● Input:

//! Logging initialization and configuration.
//!
//! This module provides environment-aware logging setup:
//! - **Production**: JSON logs to rolling files + compact logs to stdout
//! - **Development**: Pretty logs to stdout with span events

use std::path::PathBuf;
use std::sync::OnceLock;

use beacon_core::LoggingConfig;
use tracing_appender::non_blocking::WorkerGuard;
use tracing_appender::rolling::{RollingFileAppender, Rotation};
use tracing_subscriber::fmt::format::FmtSpan;
use tracing_subscriber::{layer::SubscriberExt, util::SubscriberInitExt, EnvFilter};

/// Environment variable that overrides the configured log level.
pub const LOG_LEVEL_ENV: &str = "BEACON_LOG_LEVEL";

/// Static guards to keep non-blocking writers alive.
/// These must persist for the lifetime of the program.
static FILE_GUARD: OnceLock<WorkerGuard> = OnceLock::new();
static STDOUT_GUARD: OnceLock<WorkerGuard> = OnceLock::new();

/// Initialize the logging system from configuration.
///
/// `RUST_LOG` wins if set; otherwise `BEACON_LOG_LEVEL`, then
/// `config.level`.
///
/// # Production Mode
///
/// - Logs to rolling daily files in `config.directory` (or the platform
///   default log directory)
/// - Also logs to stdout for journal capture
/// - JSON format for structured logging in files
/// - Compact format for stdout (no ANSI colors)
///
/// # Development Mode
///
/// - Logs to stdout only with pretty formatting
/// - Includes span close events for timing
///
/// # Errors
///
/// Returns an error if the env filter cannot be parsed.
pub fn init(config: &LoggingConfig) -> anyhow::Result<()> {
    let log_level = std::env::var(LOG_LEVEL_ENV).unwrap_or_else(|_| config.level.clone());

    let env_filter =
        EnvFilter::try_from_default_env().or_else(|_| EnvFilter::try_new(&log_level))?;

    if config.production {
        init_production(env_filter, log_directory(config));
    } else {
        init_development(env_filter);
    }

    Ok(())
}

/// Initialize production logging with file + stdout output.
fn init_production(env_filter: EnvFilter, log_dir: PathBuf) {
    // Ensure log directory exists
    if !log_dir.exists() {
        std::fs::create_dir_all(&log_dir).ok();
    }

    let file_appender = RollingFileAppender::new(Rotation::DAILY, &log_dir, "beacon-server");
    let (non_blocking_file, file_guard) = tracing_appender::non_blocking(file_appender);
    let (non_blocking_stdout, stdout_guard) = tracing_appender::non_blocking(std::io::stdout());

    let file_layer = tracing_subscriber::fmt::layer()
        .json()
        .with_writer(non_blocking_file)
        .with_target(true)
        .with_thread_ids(true)
        .with_file(true)
        .with_line_number(true);

    let stdout_layer = tracing_subscriber::fmt::layer()
        .compact()
        .with_writer(non_blocking_stdout)
        .with_target(true)
        .with_ansi(false);

    tracing_subscriber::registry()
        .with(env_filter)
        .with(file_layer)
        .with(stdout_layer)
        .init();

    // Dropping a guard stops its writer thread.
    let _ = FILE_GUARD.set(file_guard);
    let _ = STDOUT_GUARD.set(stdout_guard);
}

/// Initialize development logging with pretty stdout output.
fn init_development(env_filter: EnvFilter) {
    let stdout_layer = tracing_subscriber::fmt::layer()
        .pretty()
        .with_target(true)
        .with_thread_ids(false)
        .with_file(true)
        .with_line_number(true)
        .with_span_events(FmtSpan::CLOSE);

    tracing_subscriber::registry()
        .with(env_filter)
        .with(stdout_layer)
        .init();
}

/// Configured log directory, or the platform default.
fn log_directory(config: &LoggingConfig) -> PathBuf {
    config
        .directory
        .clone()
        .unwrap_or_else(beacon_core::default_log_dir)
}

● Exercise objective:
Nothing outside this range should appear: the lines from the start of the listing through the line with "use tracing_appender::non_blocking::WorkerGuard;", each reproduced exactly, both ends included.

● Written response:
//! Logging initialization and configuration.
//!
//! This module provides environment-aware logging setup:
//! - **Production**: JSON logs to rolling files + compact logs to stdout
//! - **Development**: Pretty logs to stdout with span events

use std::path::PathBuf;
use std::sync::OnceLock;

use beacon_core::LoggingConfig;
use tracing_appender::non_blocking::WorkerGuard;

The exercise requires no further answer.